Summary of published paper

Protein Energy Malnutrition decreases cellular immunity yet immune recovery has rarely been investigated during nutritional rehabilitation. In a recent study, 110 malnourished children from low income families of Cochabamba (Bolivia) with a mean age of 16.9 months were hospitalised for 2 months in the Centre for Immune and Nutritional Rehabilitation (CRIN), of the German Urquidi Materno-Infantil Hospital. They received a special four-step diet. Nutritional status was determined by daily clinical examination and weekly anthropometric measurements. Immune status was assessed by weekly ultrasonography of the thymus gland. The thymus gland demonstrates certain pathological changes in response to immune deficiency secondary to malnutrition.

Findings

The classical criterion for discharge from nutritional rehabilitation units in Bolivia (90% of median reference weight for height) was reached after the first month, whereas a 2-month period was required for complete recovery of immunity. The children belonged to a poor population group with high exposure to disease. In this type of environment discharge based only on nutritional status after one month of treatment could explain the frequent relapses noted at the CRIN because the children were still immunodepressed.

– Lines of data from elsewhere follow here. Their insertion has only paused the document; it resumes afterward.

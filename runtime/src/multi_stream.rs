//! Stream-of-streams catchup.
//!
//! The upstream yields substreams, typically one per aggregate touched since
//! the upstream cursor. Each batch of substreams is deduplicated by id and
//! the substreams are caught up concurrently, each keyed by its own id in the
//! projection stores. The upstream cursor is saved only once every substream
//! in the batch has been processed without an unhandled failure.

use crate::CatchupError;
use crate::catchup::{BatchOutcome, Catchup, RunGuard, catch_up_stream};
use crate::metrics::CatchupMetrics;
use crate::subscription::{SharedSubscription, Subscriber, SubscriptionHandle, SubscriptionRegistry};
use alluvial_core::cursor::CursorPosition;
use alluvial_core::projection::{InMemoryCursorStore, SharedCursorStore};
use alluvial_core::stream::{Query, SharedStream, Stream};
use futures::StreamExt;
use futures::future::BoxFuture;
use std::collections::HashSet;
use std::sync::Arc;
use std::sync::atomic::AtomicBool;
use std::time::Instant;

const DEFAULT_SUBSTREAM_CONCURRENCY: usize = 8;

/// Catches projections up with every substream an upstream yields.
pub struct MultiStreamCatchup<D, P, UP> {
    upstream: SharedStream<SharedStream<D, P>, UP>,
    subscriptions: Arc<SubscriptionRegistry<D, P>>,
    cursor_store: SharedCursorStore<UP>,
    cursor_key: String,
    batch_size: Option<usize>,
    substream_batch_size: Option<usize>,
    concurrency: usize,
    running: AtomicBool,
}

impl<D, P, UP> MultiStreamCatchup<D, P, UP>
where
    D: Clone + Send + Sync + 'static,
    P: CursorPosition,
    UP: CursorPosition,
{
    /// A catchup over `upstream`, keeping its cursor in memory.
    #[must_use]
    pub fn new(upstream: SharedStream<SharedStream<D, P>, UP>) -> Self {
        Self::with_registry(upstream, SubscriptionRegistry::new())
    }

    pub(crate) fn with_registry(
        upstream: SharedStream<SharedStream<D, P>, UP>,
        subscriptions: Arc<SubscriptionRegistry<D, P>>,
    ) -> Self {
        let cursor_key = upstream.id().to_string();
        Self {
            upstream,
            subscriptions,
            cursor_store: Arc::new(InMemoryCursorStore::new()),
            cursor_key,
            batch_size: None,
            substream_batch_size: None,
            concurrency: DEFAULT_SUBSTREAM_CONCURRENCY,
            running: AtomicBool::new(false),
        }
    }

    /// Limit how many substreams each batch fetches from the upstream.
    #[must_use]
    pub const fn with_batch_size(mut self, batch_size: usize) -> Self {
        self.batch_size = Some(batch_size);
        self
    }

    /// Limit how many items each substream fetch returns. Substreams are
    /// drained batch by batch within one run.
    #[must_use]
    pub const fn with_substream_batch_size(mut self, batch_size: usize) -> Self {
        self.substream_batch_size = Some(batch_size);
        self
    }

    /// How many substreams are caught up at once. Defaults to 8.
    #[must_use]
    pub fn with_substream_concurrency(mut self, concurrency: usize) -> Self {
        self.concurrency = concurrency.max(1);
        self
    }

    /// Persist the upstream cursor in `store`.
    #[must_use]
    pub fn with_cursor_store(mut self, store: SharedCursorStore<UP>) -> Self {
        self.cursor_store = store;
        self
    }

    /// Name the upstream cursor is saved under. Defaults to the upstream id.
    #[must_use]
    pub fn with_cursor_key(mut self, key: impl Into<String>) -> Self {
        self.cursor_key = key.into();
        self
    }

    /// Feed `subscriber` from every substream.
    pub fn subscribe<V>(&self, subscriber: Subscriber<V, D, P>) -> SubscriptionHandle
    where
        V: Send + Sync + 'static,
    {
        self.subscriptions.subscribe(subscriber)
    }

    /// Id of the upstream.
    #[must_use]
    pub fn upstream_id(&self) -> &str {
        self.upstream.id()
    }

    async fn drain(
        &self,
        substream: &dyn Stream<Data = D, Position = P>,
        subscriptions: &[SharedSubscription<D, P>],
    ) -> Result<usize, CatchupError> {
        let mut applied = 0;
        loop {
            let outcome = catch_up_stream(substream, subscriptions, self.substream_batch_size).await?;
            applied += outcome.applied;

            if outcome.applied == 0 || !outcome.full {
                return Ok(applied);
            }
        }
    }

    #[tracing::instrument(skip(self), fields(upstream = %self.upstream.id()))]
    async fn run_batch(&self) -> Result<BatchOutcome, CatchupError> {
        let Some(_running) = RunGuard::try_acquire(&self.running) else {
            tracing::debug!("Batch already in flight, skipping");
            return Ok(BatchOutcome::skipped());
        };

        let subscriptions = self.subscriptions.snapshot();
        if subscriptions.is_empty() {
            return Ok(BatchOutcome::default());
        }

        let started = Instant::now();
        let cursor = match self.cursor_store.load(&self.cursor_key).await? {
            Some(cursor) => cursor,
            None => self.upstream.new_cursor(),
        };
        let mut query = Query::new(cursor);
        if let Some(size) = self.batch_size {
            query = query.with_batch_size(size);
        }

        let batch = self.upstream.fetch(&mut query).await?;
        if batch.is_empty() {
            return Ok(BatchOutcome::default());
        }

        let mut seen = HashSet::new();
        let substreams: Vec<&SharedStream<D, P>> = batch
            .iter()
            .filter(|substream| seen.insert(substream.id().to_string()))
            .collect();
        let distinct = substreams.len();

        let drains: Vec<_> = substreams
            .into_iter()
            .map(|substream| self.drain(&**substream, &subscriptions))
            .collect();
        let results: Vec<Result<usize, CatchupError>> = futures::stream::iter(drains)
            .buffer_unordered(self.concurrency)
            .collect()
            .await;

        let mut applied = 0;
        let mut first_error = None;
        for result in results {
            match result {
                Ok(items) => applied += items,
                Err(error) => {
                    tracing::warn!(error = %error, "Substream catchup failed");
                    if first_error.is_none() {
                        first_error = Some(error);
                    }
                }
            }
        }
        if let Some(error) = first_error {
            return Err(error);
        }

        self.cursor_store.save(&self.cursor_key, query.cursor()).await?;
        CatchupMetrics::record_batch(applied, started.elapsed());

        tracing::debug!(
            fetched = batch.len(),
            substreams = distinct,
            applied,
            "Batch complete"
        );
        Ok(BatchOutcome {
            fetched: batch.len(),
            applied,
            skipped: false,
        })
    }
}

impl<D, P, UP> Catchup for MultiStreamCatchup<D, P, UP>
where
    D: Clone + Send + Sync + 'static,
    P: CursorPosition,
    UP: CursorPosition,
{
    fn run_single_batch(&self) -> BoxFuture<'_, Result<BatchOutcome, CatchupError>> {
        Box::pin(self.run_batch())
    }
}
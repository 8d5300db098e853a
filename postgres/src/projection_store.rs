//! `PostgreSQL` projection store.

use crate::codec::{decode, encode, storage};
use alluvial_core::cursor::{Cursor, CursorPosition};
use alluvial_core::projection::{Projection, ProjectionStore, StoreError};
use alluvial_core::BoxFuture;
use serde::Serialize;
use serde::de::DeserializeOwned;
use sqlx::{PgPool, Row};
use std::marker::PhantomData;
use std::sync::Arc;

type ValueFactory<V> = Arc<dyn Fn(&str) -> V + Send + Sync>;

/// Projections stored in `alluvial_projections`, one row per stream key.
///
/// Several projections can share the table: rows are namespaced by the
/// projection name given to [`new`](Self::new).
pub struct PostgresProjectionStore<V, P> {
    pool: PgPool,
    projection: String,
    factory: ValueFactory<V>,
    _position: PhantomData<fn() -> P>,
}

impl<V, P> Clone for PostgresProjectionStore<V, P> {
    fn clone(&self) -> Self {
        Self {
            pool: self.pool.clone(),
            projection: self.projection.clone(),
            factory: Arc::clone(&self.factory),
            _position: PhantomData,
        }
    }
}

impl<V, P> PostgresProjectionStore<V, P>
where
    V: Serialize + DeserializeOwned + Send + Sync + 'static,
    P: CursorPosition + Serialize + DeserializeOwned,
{
    /// A store for `projection`, creating missing values with
    /// `V::default()`.
    #[must_use]
    pub fn new(pool: PgPool, projection: impl Into<String>) -> Self
    where
        V: Default,
    {
        Self::with_factory(pool, projection, |_| V::default())
    }

    /// A store for `projection`, creating missing values with
    /// `factory(key)`.
    #[must_use]
    pub fn with_factory(
        pool: PgPool,
        projection: impl Into<String>,
        factory: impl Fn(&str) -> V + Send + Sync + 'static,
    ) -> Self {
        Self {
            pool,
            projection: projection.into(),
            factory: Arc::new(factory),
            _position: PhantomData,
        }
    }

    /// Name the rows are stored under.
    #[must_use]
    pub fn projection(&self) -> &str {
        &self.projection
    }

    /// The stored projection for `key`, without creating one.
    ///
    /// # Errors
    ///
    /// Returns [`StoreError`] if the query fails or the row cannot be
    /// decoded.
    pub async fn find(&self, key: &str) -> Result<Option<Projection<V, P>>, StoreError> {
        let row = sqlx::query(
            r"
            SELECT value, cursor
            FROM alluvial_projections
            WHERE projection = $1 AND key = $2
            ",
        )
        .bind(&self.projection)
        .bind(key)
        .fetch_optional(&self.pool)
        .await
        .map_err(|e| storage(&e))?;

        let Some(row) = row else {
            return Ok(None);
        };
        let value: Vec<u8> = row.try_get("value").map_err(|e| storage(&e))?;
        let cursor: Vec<u8> = row.try_get("cursor").map_err(|e| storage(&e))?;
        Ok(Some(Projection::with_cursor(
            decode(&value)?,
            decode::<Cursor<P>>(&cursor)?,
        )))
    }

    /// Delete every row of this projection, for rebuilding it from scratch.
    ///
    /// # Errors
    ///
    /// Returns [`StoreError::Storage`] if the delete fails.
    pub async fn clear(&self) -> Result<u64, StoreError> {
        let deleted = sqlx::query("DELETE FROM alluvial_projections WHERE projection = $1")
            .bind(&self.projection)
            .execute(&self.pool)
            .await
            .map_err(|e| storage(&e))?
            .rows_affected();

        tracing::info!(projection = %self.projection, deleted, "Projection cleared");
        Ok(deleted)
    }
}

impl<V, P> ProjectionStore<V, P> for PostgresProjectionStore<V, P>
where
    V: Serialize + DeserializeOwned + Send + Sync + 'static,
    P: CursorPosition + Serialize + DeserializeOwned,
{
    fn get<'a>(&'a self, key: &'a str) -> BoxFuture<'a, Result<Projection<V, P>, StoreError>> {
        Box::pin(async move {
            match self.find(key).await? {
                Some(projection) => Ok(projection),
                None => Ok(Projection::new((self.factory)(key))),
            }
        })
    }

    fn put<'a>(
        &'a self,
        key: &'a str,
        projection: Projection<V, P>,
    ) -> BoxFuture<'a, Result<(), StoreError>> {
        Box::pin(async move {
            let value = encode(&projection.value)?;
            let cursor = encode(&projection.cursor.writable())?;

            sqlx::query(
                r"
                INSERT INTO alluvial_projections (projection, key, value, cursor)
                VALUES ($1, $2, $3, $4)
                ON CONFLICT (projection, key)
                DO UPDATE SET value = EXCLUDED.value, cursor = EXCLUDED.cursor, updated_at = now()
                ",
            )
            .bind(&self.projection)
            .bind(key)
            .bind(value)
            .bind(cursor)
            .execute(&self.pool)
            .await
            .map_err(|e| storage(&e))?;

            tracing::trace!(projection = %self.projection, key, "Projection stored");
            Ok(())
        })
    }
}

It was also noted that MUAC only reached normal values after the second month at the centre. There was a much better correlation between MUAC and thymic recovery than between weight for height and thymic recovery. The study concluded that to prevent frequent relapses and to reduce the high case-fatality rates observed in many rehabilitation centres, practitioners should consider immune recovery as part of the management of severe malnutrition. For example, immunostimulating factors like zinc should be used to reduce the time required for immune recovery. A previous study showed that physiological doses of zinc supplement during the 2 month CRIN hospitalisation significantly reduced the immune recovery period. As a result, anthropometric and immune recoveries coincided so that the children could be discharged after only one month of hospitalisation to face a pathogenic environment with confidence.

Reference: Immune Recovery of Malnourished Children Takes Longer than Nutritional Recovery: Implications for Treatment and Discharge (Oct 1998): Chevalier. R, et al, Journal of Tropical Paediatrics, Vol 44, pp 304-307.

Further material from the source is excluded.